Шрифт:
Интервал:
Закладка:
К сказанному Скафтымовым правомерно добавить, что литературоведческие интерпретации (даже самые серьезные и глубокие) не в состоянии исчерпать содержания творений словесного искусства, ибо в них далеко не все обладает полнотой определенности и неизменно остается тайной, которая побуждает к интеллектуальным построениям –инициативным и творческим. Об этой грани интерпретирующей деятельности говорил М.М. Бахтин, опираясь на герменевтику и оперируя понятием «диалогичность» (см. с. 110–111). Он утверждал, что интерпретации художественных произведений способны привносить в их состав нечто новое, вершить «прибавление путем творческого созидания». При раскрытии и комментировании смысла образа «растворить его в понятиях невозможно»: могут быть «либо относительная рационализация смысла (обычный научный анализ), либо углубление его с помощью других смыслов (философско-художественная интерпретация) <...> Истолкование символических структур принуждено уходить в бесконечность символических смыслов, поэтому оно и не может стать научным в смысле научности точных наук». Соглашаясь с С.С. Аверинцевым как автором статьи «Символ» в «Краткой литературной энциклопедии». Вахтам расценивает интерпретацию смыслов как познавательную, а вместе с тем «инонаучную» форму знания[701]. По его словам, в литературоведении, верном своей гуманитарной специфике, критерием является «не точность познания, а глубина проникновения. Здесь познание направлено на индивидуальное. Это область открытий, откровений, узнаний, сообщений»[702].

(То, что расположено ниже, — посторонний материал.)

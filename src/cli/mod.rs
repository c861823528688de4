//! Command-line interface definition and dispatch for superman.
//!
//! Uses [`clap`] for argument parsing with derive macros. The flags pick an
//! assistant [`Mode`]; `--exec` hands the model's proposed command to the
//! gatekeeper in the [`exec`] submodule.

mod exec;

use crate::config::Config;
use crate::mode::Mode;
use crate::output::StdoutRenderer;
use crate::{history, provider};
use anyhow::Result;
use clap::Parser;
use colored::Colorize;
use std::path::PathBuf;
use tracing::info;

/// Top-level CLI structure for superman.
///
/// The `///` doc comments on fields double as `--help` text rendered by clap.
#[derive(Parser, Debug)]
#[command(
    name = "superman",
    about = "A manual-entry assistant for shell commands",
    after_help = "Put the command after `--` when it has flags of its own:\n  superman -s -- tar -xzf"
)]
pub struct Cli {
    /// The command you would like the assistant to process (use `--` before
    /// words that start with `-`)
    pub command: Vec<String>,
    /// Summarize the command's capabilities and use cases
    #[arg(short, long)]
    pub summarize: bool,
    /// One-sentence summary of the command
    #[arg(long)]
    pub shortsum: bool,
    /// Create a cheat sheet for the command
    #[arg(short, long)]
    pub cheat: bool,
    /// Ask the model anything; with other modes, adds a request
    #[arg(short, long, num_args = 0..=1, default_missing_value = "")]
    pub assistant: Option<String>,
    /// Find the right command for a problem
    #[arg(short, long, num_args = 0..=1, default_missing_value = "")]
    pub find: Option<String>,
    /// Analyze the last N shell commands for problems (default 10)
    #[arg(short, long, num_args = 0..=1, value_name = "N")]
    pub trouble: Option<Option<usize>>,
    /// Make a plan to accomplish a goal
    #[arg(short, long, num_args = 0..=1, default_missing_value = "")]
    pub plan: Option<String>,
    /// Generate a command for a task and run it after safety checks
    #[arg(short, long, value_name = "TASK")]
    pub exec: Option<String>,
    /// Model to use (overrides config; `provider/model` accepted)
    #[arg(short, long)]
    pub model: Option<String>,
    /// Provider to use (ollama, openai)
    #[arg(long)]
    pub provider: Option<String>,
    /// History file to read for --trouble
    #[arg(long, value_name = "PATH")]
    pub history_file: Option<PathBuf>,
    /// Kill --exec commands after this many seconds
    #[arg(long, value_name = "SECS")]
    pub timeout: Option<u64>,
    /// List models available on the local Ollama server
    #[arg(long)]
    pub list_models: bool,
}

/// What a parsed command line asks for.
#[derive(Debug, PartialEq)]
enum Action {
    ListModels,
    Trouble { count: usize, focus: Option<String> },
    Exec(String),
    Ask { mode: Mode, prompt: String },
}

/// Parses command-line arguments into a [`Cli`] struct.
///
/// Delegates to [`clap::Parser::parse`], which exits the process on invalid input.
pub fn parse() -> Cli {
    Cli::parse()
}

/// Non-empty flag value, if any.
fn given(value: &Option<String>) -> Option<&str> {
    value.as_deref().filter(|v| !v.is_empty())
}

/// `command`, with the `-a` text appended as an extra request.
fn with_request(command: &str, request: Option<&str>) -> String {
    match request {
        Some(request) => format!("{command}. Additional request: {request}"),
        None => command.to_string(),
    }
}

fn trouble_prompt(commands: &[String], focus: Option<&str>) -> String {
    let listing = commands.join("\n");
    match focus {
        Some(focus) => format!(
            "Please analyze these recent commands with this specific focus: {focus}\n\nCommands:\n{listing}"
        ),
        None => format!("Please analyze these recent commands:\n{listing}"),
    }
}

/// Decide what to do. Trouble wins over exec, which wins over the
/// explain-style modes.
fn plan_action(cli: &Cli, default_trouble: usize) -> Action {
    if cli.list_models {
        return Action::ListModels;
    }

    let command = cli.command.join(" ");
    let request = given(&cli.assistant);

    if let Some(count) = cli.trouble {
        return Action::Trouble {
            count: count.unwrap_or(default_trouble),
            focus: request.map(String::from),
        };
    }
    if let Some(task) = given(&cli.exec) {
        return Action::Exec(task.to_string());
    }

    let (mode, prompt) = if cli.summarize {
        (Mode::Summarize, with_request(&command, request))
    } else if cli.shortsum {
        (Mode::ShortSum, with_request(&command, request))
    } else if cli.cheat {
        (Mode::CheatSheet, with_request(&command, request))
    } else if let Some(question) = request {
        (Mode::Assistant, question.to_string())
    } else if let Some(problem) = given(&cli.find) {
        (Mode::Find, problem.to_string())
    } else if let Some(goal) = given(&cli.plan) {
        (Mode::Plan, goal.to_string())
    } else {
        (Mode::Default, command)
    };

    Action::Ask { mode, prompt }
}

fn connect(config: &Config, cli: &Cli) -> Result<provider::Provider> {
    let selection = provider::resolve_model(cli.provider.as_deref(), cli.model.as_deref(), config)?;
    let provider = provider::Provider::from_config(config, &selection)?;
    eprintln!(
        "{} [model: {}]",
        "superman".bold().cyan(),
        selection.model.yellow(),
    );
    eprintln!();
    Ok(provider)
}

/// Dispatches the parsed command line to its handler.
pub async fn run(cli: Cli) -> Result<()> {
    let config = Config::load()?;
    let action = plan_action(&cli, config.history.default_count());
    info!(?action, "dispatching");

    match action {
        Action::ListModels => provider::list_models(&config).await,
        Action::Trouble { count, focus } => {
            let path = cli
                .history_file
                .clone()
                .unwrap_or_else(|| config.history.path());
            let commands = history::recent_commands(&path, count);
            if commands.is_empty() {
                println!("\nNo recent commands found to analyze.");
                return Ok(());
            }
            let prompt = trouble_prompt(&commands, focus.as_deref());
            let provider = connect(&config, &cli)?;
            provider
                .stream(
                    Mode::Trouble.system_prompt(),
                    &prompt,
                    config.response_timeout(),
                    &mut StdoutRenderer,
                )
                .await?;
            Ok(())
        }
        Action::Exec(task) => {
            let provider = connect(&config, &cli)?;
            exec::run_exec(&config, &provider, &task, cli.timeout).await
        }
        Action::Ask { mode, prompt } => {
            if prompt.trim().is_empty() {
                anyhow::bail!("Nothing to ask. Usage: superman <command> [--summarize | --cheat | ...]");
            }
            let provider = connect(&config, &cli)?;
            provider
                .stream(
                    mode.system_prompt(),
                    &prompt,
                    config.response_timeout(),
                    &mut StdoutRenderer,
                )
                .await?;
            println!();
            Ok(())
        }
    }
}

Приведенные суждения Скафтымова и Бахтина (при всем их различии) взаимодополняющи. Они ставят серьезнейшую проблему причастности интерпретаций собственно научному знанию. На этот счет существуют суждения диаметрально противоположные. В одних случаях интерпретирующая деятельность расценивается как доминанта литературоведения, в других, напротив, частично или полностью (288) выводится за его рамки. Первая точка зрения четко обозначена Д.С. Лихачевым. По его словам, интерпретация – это стержень науки о литературе: ее гибкий, лишенный твердости центр, окруженный более точными научными дисциплинами, которые составляют для интерпретации как бы «жесткие ребра» (изучение биографии, история текста, стиховедение)[703].

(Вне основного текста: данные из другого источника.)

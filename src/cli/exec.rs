//! `--exec`: ask the model for a command, then run it through the gatekeeper.

use anyhow::Result;
use colored::Colorize;
use tracing::info;

use crate::config::{Config, GateConfig};
use crate::extract::extract_command;
use crate::gate::{ExecutionResult, GateError, Gatekeeper};
use crate::mode::Mode;
use crate::output::StdoutRenderer;
use crate::provider::Provider;

/// Gate settings with the `--timeout` flag applied on top.
fn gate_config(config: &Config, timeout: Option<u64>) -> GateConfig {
    let mut gate = config.gate.clone();
    if timeout.is_some() {
        gate.timeout_secs = timeout;
    }
    gate
}

/// Detail line printed under "Command execution failed:".
fn failure_detail(result: &ExecutionResult) -> String {
    match &result.failure {
        Some(GateError::RuntimeFailure { .. }) => {
            let output = result.output();
            let output = output.trim_end();
            if output.is_empty() {
                format!("Command failed: exit status {}", result.exit_status)
            } else {
                format!("Command failed: {output}")
            }
        }
        Some(other) => other.to_string(),
        None => format!("exit status {}", result.exit_status),
    }
}

pub(super) async fn run_exec(
    config: &Config,
    provider: &Provider,
    task: &str,
    timeout: Option<u64>,
) -> Result<()> {
    let mut renderer = StdoutRenderer;
    let prompt = format!("Create a command that would: {task}");
    let response = provider
        .stream(
            Mode::Exec.system_prompt(),
            &prompt,
            config.response_timeout(),
            &mut renderer,
        )
        .await?;

    let Some(command) = extract_command(&response) else {
        info!(model = provider.model(), "no command in model response");
        println!("\n{}\n", "Couldn't parse response as a command.".yellow());
        return Ok(());
    };

    println!("\n{} {}\n", "Running:".bold(), command.cyan());
    let mut gatekeeper = Gatekeeper::from_config(&gate_config(config, timeout));
    let result = gatekeeper.attempt(&command, &mut renderer).await;
    info!(
        succeeded = result.succeeded,
        exit_status = result.exit_status,
        ran = !result.failure.as_ref().is_some_and(GateError::is_pre_execution),
        "exec finished"
    );

    if result.succeeded {
        println!("\n{}", "Command executed successfully!".green().bold());
    } else {
        println!("\n{}", "Command execution failed:".red().bold());
        println!("{}", failure_detail(&result));
    }
    Ok(())
}

#[cfg(test)]
mod tests {
    use super::*;
    use std::time::Duration;

    #[test]
    fn test_timeout_flag_overrides_config() {
        let mut config = Config::default();
        config.gate.timeout_secs = Some(30);
        assert_eq!(gate_config(&config, None).timeout_secs, Some(30));
        assert_eq!(gate_config(&config, Some(5)).timeout_secs, Some(5));
    }

    #[test]
    fn test_runtime_failure_shows_output() {
        let result = ExecutionResult {
            succeeded: false,
            captured_output: vec!["ls: cannot access 'x'\n".to_string()],
            exit_status: 2,
            failure: Some(GateError::RuntimeFailure { exit_status: 2 }),
        };
        assert_eq!(failure_detail(&result), "Command failed: ls: cannot access 'x'");
    }

    #[test]
    fn test_silent_runtime_failure_shows_status() {
        let result = ExecutionResult {
            succeeded: false,
            captured_output: Vec::new(),
            exit_status: 1,
            failure: Some(GateError::RuntimeFailure { exit_status: 1 }),
        };
        assert_eq!(failure_detail(&result), "Command failed: exit status 1");
    }

    #[test]
    fn test_pre_execution_failures_show_reason() {
        let denied = ExecutionResult::failed(GateError::PolicyDenied("empty command"));
        assert_eq!(failure_detail(&denied), "empty command");

        let rejected = ExecutionResult::failed(GateError::ConfirmationRejected);
        assert_eq!(failure_detail(&rejected), "confirmation code incorrect");

        let missing = ExecutionResult::failed(GateError::SpawnFailure(
            "command not found: sh: 1: xyz: not found".to_string(),
        ));
        assert_eq!(
            failure_detail(&missing),
            "failed to start command: command not found: sh: 1: xyz: not found"
        );

        let timed_out = ExecutionResult::failed(GateError::TimedOut(Duration::from_secs(3)));
        assert_eq!(failure_detail(&timed_out), "timed out after 3s");
    }
}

Вместе с тем в среде литературоведов широко бытует скептическое отношение к интерпретациям, притязающим на научность. Оно восходит к романтической эстетике, акцентировавшей смысловую неопределенность художественных творений. Так, Шеллинг полагал, что произведение искусства «допускает бесконечное количество толкований, причем никогда нельзя сказать, вложена ли эта бесконечность самим художником или раскрывается в произведении как таковом»[704]. И впоследствии неоднократно говорилось, что искусство ревниво и властно прячет свою глубину от пытливого человеческого разума[705].
Научная поэтика и интерпретация противопоставлялись друг другу представителями формальной школы и структурализма. «В отличие от интерпретации отдельных произведений, – писал Цв. Тодоров о научной поэтике, –она стремится не к выяснению их смысла, а к познанию тех закономерностей, которые обусловливают их появление»[706]. Подобного рода суждения связаны с опытом построения литературоведения по образцу так называемых «точных» наук. Они сродни девизу ибсеновского Бранда «все или ничего»: если литературоведческая интерпретация не в состоянии дать исчерпывающего знания о произведении, то наука в ней не нуждается.

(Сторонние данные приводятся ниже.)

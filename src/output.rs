//! Output rendering abstraction for superman.
//!
//! Defines the [`Renderer`] trait that decouples streamed text (model tokens
//! and command output lines) from the display. [`StdoutRenderer`] prints to
//! the terminal.

use colored::Colorize;
use std::io::{self, Write};

/// Sink for streamed text.
pub trait Renderer {
    /// Render a chunk of text as it arrives.
    fn render_token(&mut self, token: &str);

    /// Called when a streamed model response is complete.
    fn render_done(&mut self);

    /// Called when an error occurs during streaming.
    fn render_error(&mut self, err: &str);
}

/// Renders streamed output directly to stdout.
///
/// Each chunk is printed immediately with an explicit flush so the user
/// sees output as it arrives.
pub struct StdoutRenderer;

impl Renderer for StdoutRenderer {
    fn render_token(&mut self, token: &str) {
        print!("{}", token);
        io::stdout().flush().ok();
    }

    fn render_done(&mut self) {
        println!();
    }

    fn render_error(&mut self, err: &str) {
        eprintln!();
        eprintln!("{} {}", "error:".red().bold(), err);
    }
}

/// Collects everything rendered, for tests.
#[cfg(test)]
#[derive(Default)]
pub struct BufferRenderer {
    buffer: String,
    pub errors: Vec<String>,
    pub done: bool,
}

#[cfg(test)]
impl BufferRenderer {
    pub fn new() -> Self {
        Self::default()
    }

    pub fn text(&self) -> &str {
        &self.buffer
    }
}

#[cfg(test)]
impl Renderer for BufferRenderer {
    fn render_token(&mut self, token: &str) {
        self.buffer.push_str(token);
    }

    fn render_done(&mut self) {
        self.done = true;
    }

    fn render_error(&mut self, err: &str) {
        self.errors.push(err.to_string());
    }
}
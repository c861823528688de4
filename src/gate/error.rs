//! Failure taxonomy for the command gatekeeper.
//!
//! None of these ever escape [`Gatekeeper::attempt`](super::Gatekeeper::attempt)
//! as a `Result::Err`; they ride inside a failed
//! [`ExecutionResult`](super::ExecutionResult) so the caller always gets a
//! finished value with a short human-readable reason.

use std::time::Duration;
use thiserror::Error;

/// Why a gated command did not run, or did not succeed.
#[derive(Debug, Clone, PartialEq, Eq, Error)]
pub enum GateError {
    /// Terminal policy denial. No confirmation is offered.
    #[error("{0}")]
    PolicyDenied(&'static str),

    /// The user's answer did not match the challenge.
    #[error("confirmation code incorrect")]
    ConfirmationRejected,

    /// The shell process could not be started.
    #[error("failed to start command: {0}")]
    SpawnFailure(String),

    /// The process ran and exited with a non-zero status.
    #[error("command exited with status {exit_status}")]
    RuntimeFailure { exit_status: i32 },

    /// The process outlived the runner's deadline and was killed.
    #[error("timed out after {0:?}")]
    TimedOut(Duration),
}

impl GateError {
    /// True for failures decided before any process was spawned.
    pub fn is_pre_execution(&self) -> bool {
        matches!(self, Self::PolicyDenied(_) | Self::ConfirmationRejected)
    }
}

#[cfg(test)]
mod tests {
    use super::*;

    #[test]
    fn test_timeout_message_keeps_subsecond_limits() {
        assert_eq!(
            GateError::TimedOut(Duration::from_millis(300)).to_string(),
            "timed out after 300ms"
        );
        assert_eq!(
            GateError::TimedOut(Duration::from_secs(30)).to_string(),
            "timed out after 30s"
        );
    }

    #[test]
    fn test_pre_execution_split() {
        assert!(GateError::PolicyDenied("empty command").is_pre_execution());
        assert!(GateError::ConfirmationRejected.is_pre_execution());
        assert!(!GateError::SpawnFailure("command not found: x".into()).is_pre_execution());
        assert!(!GateError::RuntimeFailure { exit_status: 1 }.is_pre_execution());
    }
}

Более мягко, чем Тодоров, но тоже с достаточной определенностью отделял науку о литературе от интерпретирующей деятельности Ю.М. Лотман, считая последнюю для современных ученых преждевременной. «В настоящем пособии, – писал он, – поэтический текст будет рассматриваться не во всем богатстве вызываемых им личных и общественных переживаний, то есть не во всей полноте своего культурного значения, а лишь с той, значительно более ограниченной точки зрения, которая доступна современной науке <...> Литературоведение учится спрашивать – прежде оно спешило отвечать. Сейчас на первый план выдвигается не то, что составляет сокровищницу индивидуального опыта того или иного исследователя, что неотделимо от его (289) личного опыта, вкусов, темперамента, а значительно более прозаическая, но зато и более строгая, типовая методика анализа[707]. Анализ здесь, можно сказать, теснит интерпретацию, отодвигая ее в неопределенно далекое будущее.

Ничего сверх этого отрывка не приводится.